** Record set **
#[cfg(test)]
mod tests {
    use super::*;
    use crate::model::{AudioBuffer, SubtitleChunk};
    use crate::progress::{ProgressFn, StepStatus};
    use crate::synthesize::MockSpeechSynthesizer;
    use crate::transcribe::MockTranscriber;
    use async_trait::async_trait;
    use std::sync::{Arc, Mutex as StdMutex};
    use tokio_test::assert_ok;

    #[derive(Default)]
    struct FakeState {
        loads: usize,
        staged: Vec<String>,
        args: Vec<String>,
        terminations: usize,
    }

    #[derive(Clone, Copy, PartialEq)]
    enum RunBehavior {
        Succeed,
        Fail,
        Hang,
    }

    struct FakeCompositor {
        state: Arc<StdMutex<FakeState>>,
        behavior: RunBehavior,
    }

    struct FakeSession {
        state: Arc<StdMutex<FakeState>>,
        behavior: RunBehavior,
        progress: Option<ProgressFn>,
    }

    #[async_trait]
    impl Compositor for FakeCompositor {
        async fn load(&self) -> Result<Box<dyn CompositorSession>> {
            self.state.lock().unwrap().loads += 1;
            Ok(Box::new(FakeSession {
                state: self.state.clone(),
                behavior: self.behavior,
                progress: None,
            }))
        }

        async fn check_availability(&self) -> Result<()> {
            Ok(())
        }
    }

    #[async_trait]
    impl CompositorSession for FakeSession {
        async fn stage_file(&mut self, virtual_path: &str, _bytes: &[u8]) -> Result<()> {
            self.state.lock().unwrap().staged.push(virtual_path.to_string());
            Ok(())
        }

        fn on_progress(&mut self, callback: ProgressFn) {
            self.progress = Some(callback);
        }

        async fn run(&mut self, args: &[String], _output: &str) -> Result<Vec<u8>> {
            self.state.lock().unwrap().args = args.to_vec();
            if let Some(progress) = &self.progress {
                progress(0.5);
            }
            match self.behavior {
                RunBehavior::Succeed => Ok(b"mp4".to_vec()),
                RunBehavior::Fail => Err(ReelError::Media("encoder crashed".to_string())),
                RunBehavior::Hang => std::future::pending().await,
            }
        }

        async fn terminate(&mut self) -> Result<()> {
            self.state.lock().unwrap().terminations += 1;
            Ok(())
        }
    }

    fn test_config() -> Config {
        let mut config = Config::default();
        config.pipeline.finalize_settle_ms = 0;
        config
    }

    fn word_chunks() -> Vec<SubtitleChunk> {
        vec![
            SubtitleChunk::new(" Hello", 0.0, 0.4),
            SubtitleChunk::new(" world,", 0.4, 0.9),
            SubtitleChunk::new(" this", 1.0, 1.2),
            SubtitleChunk::new(" is", 1.2, 1.3),
            SubtitleChunk::new(" a", 1.3, 1.4),
            SubtitleChunk::new(" test.", 1.4, 2.0),
        ]
    }

    fn synthesizer() -> MockSpeechSynthesizer {
        let mut synthesizer = MockSpeechSynthesizer::new();
        synthesizer.expect_synthesize().returning(|_, _, _, progress| {
            progress(1.0);
            AudioBuffer::new(vec![0.0; 32000], 16000)
        });
        synthesizer
    }

    fn transcriber(chunks: Vec<SubtitleChunk>) -> MockTranscriber {
        let mut transcriber = MockTranscriber::new();
        transcriber.expect_transcribe().returning(move |audio, options, _| {
            assert!(audio.path.exists());
            assert_eq!(audio.duration_seconds, 2.0);
            assert_eq!(options.max_chunk_seconds, 30.0);
            Ok(chunks.clone())
        });
        transcriber
    }

    fn workflow(
        transcriber: MockTranscriber,
        behavior: RunBehavior,
    ) -> (Workflow, Arc<StdMutex<FakeState>>) {
        let state = Arc::new(StdMutex::new(FakeState::default()));
        let compositor = FakeCompositor { state: state.clone(), behavior };
        let workflow = Workflow::with_adapters(
            test_config(),
            Box::new(synthesizer()),
            Box::new(transcriber),
            Box::new(compositor),
        );
        (workflow, state)
    }

    fn request(background_video: Option<Vec<u8>>) -> GenerationRequest {
        GenerationRequest {
            script: Script::new("Hello world, this is a test.").unwrap(),
            voice: Voice::AfHeart,
            style: SubtitleStyle::default(),
            video_size: VideoSize::default(),
            background_video,
        }
    }

    fn statuses(workflow: &Workflow) -> Vec<StepStatus> {
        workflow.steps().iter().map(|s| s.status).collect()
    }

    #[tokio::test]
    async fn test_without_background_only_audio_is_produced() {
        let (workflow, state) = workflow(transcriber(word_chunks()), RunBehavior::Succeed);
        let artifacts = assert_ok!(workflow.generate(request(None)).await);

        assert_eq!(
            statuses(&workflow),
            vec![StepStatus::Completed, StepStatus::Completed, StepStatus::Pending, StepStatus::Completed]
        );
        assert!(artifacts.final_video.is_none());
        assert_eq!(artifacts.primary_download().file_name, "generated-reel-audio.wav");
        assert_eq!(artifacts.audio_wav.len(), 44 + 2 * 32000);
        assert_eq!(state.lock().unwrap().loads, 0);
    }

    #[tokio::test]
    async fn test_with_background_all_steps_complete() {
        let (workflow, state) = workflow(transcriber(word_chunks()), RunBehavior::Succeed);
        let artifacts = assert_ok!(workflow.generate(request(Some(b"background".to_vec()))).await);

        assert!(statuses(&workflow).iter().all(|s| *s == StepStatus::Completed));
        assert_eq!(artifacts.final_video.as_deref(), Some(&b"mp4"[..]));
        assert_eq!(artifacts.primary_download().file_name, "generated-reel.mp4");
        assert_eq!(artifacts.tracks.dialogue_count(), artifacts.chunks.len());

        let state = state.lock().unwrap();
        assert_eq!(state.staged, vec!["input.mp4", "audio.wav", "subtitles.ass"]);
        assert!(state.args.contains(&"-shortest".to_string()));
        assert_eq!(state.terminations, 1);
    }

    #[tokio::test]
    async fn test_transcriber_failure_stops_the_run() {
        let mut failing = MockTranscriber::new();
        failing
            .expect_transcribe()
            .returning(|_, _, _| Err(ReelError::Transcription("model crashed".to_string())));
        let (workflow, state) = workflow(failing, RunBehavior::Succeed);

        let err = workflow.generate(request(Some(b"background".to_vec()))).await.unwrap_err();
        assert!(matches!(err, ReelError::Transcription(_)));
        assert_eq!(
            statuses(&workflow),
            vec![StepStatus::Completed, StepStatus::Error, StepStatus::Pending, StepStatus::Pending]
        );
        let state = state.lock().unwrap();
        assert_eq!(state.loads, 0);
        assert_eq!(state.terminations, 0);
    }

    #[tokio::test]
    async fn test_compositor_failure_still_terminates_once() {
        let (workflow, state) = workflow(transcriber(word_chunks()), RunBehavior::Fail);

        let err = workflow.generate(request(Some(b"background".to_vec()))).await.unwrap_err();
        assert!(matches!(err, ReelError::Media(_)));
        assert_eq!(workflow.steps()[2].status, StepStatus::Error);
        assert_eq!(workflow.steps()[2].progress, 50.0);
        assert_eq!(workflow.steps()[3].status, StepStatus::Pending);
        assert_eq!(state.lock().unwrap().terminations, 1);
    }

    #[tokio::test]
    async fn test_empty_transcription_is_a_degenerate_success() {
        let (workflow, _) = workflow(transcriber(Vec::new()), RunBehavior::Succeed);
        let artifacts = assert_ok!(workflow.generate(request(None)).await);
        assert_eq!(artifacts.tracks.cue_count(), 0);
        assert!(artifacts.tracks.preview.starts_with("WEBVTT"));
    }

    #[tokio::test]
    async fn test_cancel_before_processing_never_loads_compositor() {
        // The transcriber requests cancellation while the subtitles step is still running
        let handle: Arc<std::sync::OnceLock<std::sync::Weak<Workflow>>> = Arc::default();
        let mut cancelling = MockTranscriber::new();
        {
            let handle = handle.clone();
            cancelling.expect_transcribe().returning(move |_, _, _| {
                if let Some(workflow) = handle.get().and_then(std::sync::Weak::upgrade) {
                    workflow.cancel();
                }
                Ok(word_chunks())
            });
        }
        let (workflow, state) = workflow(cancelling, RunBehavior::Succeed);
        let workflow = Arc::new(workflow);
        handle.set(Arc::downgrade(&workflow)).unwrap();

        let result = workflow.generate(request(Some(b"background".to_vec()))).await;
        assert!(matches!(result, Err(ReelError::Cancelled)));
        assert_eq!(
            statuses(&workflow),
            vec![StepStatus::Completed, StepStatus::Completed, StepStatus::Pending, StepStatus::Pending]
        );
        let state = state.lock().unwrap();
        assert_eq!(state.loads, 0);
        assert_eq!(state.terminations, 0);
    }

    #[tokio::test]
    async fn test_concurrent_run_is_rejected_and_cancel_kills_composite() {
        let (workflow, state) = workflow(transcriber(word_chunks()), RunBehavior::Hang);
        let workflow = Arc::new(workflow);
        let mut steps = workflow.subscribe();

        let running = {
            let workflow = workflow.clone();
            tokio::spawn(async move { workflow.generate(request(Some(b"background".to_vec()))).await })
        };

        steps
            .wait_for(|steps| steps[2].status == StepStatus::Processing && steps[2].progress == 50.0)
            .await
            .unwrap();

        let second = workflow.generate(request(None)).await;
        assert!(matches!(second, Err(ReelError::Busy)));

        workflow.cancel();
        let first = running.await.unwrap();
        assert!(matches!(first, Err(ReelError::Cancelled)));
        assert_eq!(workflow.steps()[2].status, StepStatus::Error);
        assert_eq!(state.lock().unwrap().terminations, 1);

        // The lock is released once the run ends
        assert!(workflow.generate(request(None)).await.is_ok());
    }
}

** What is needed **
Count the lines in the records that contain the word "FakeCompositor", and give only that number.

** Response to this exercise **
3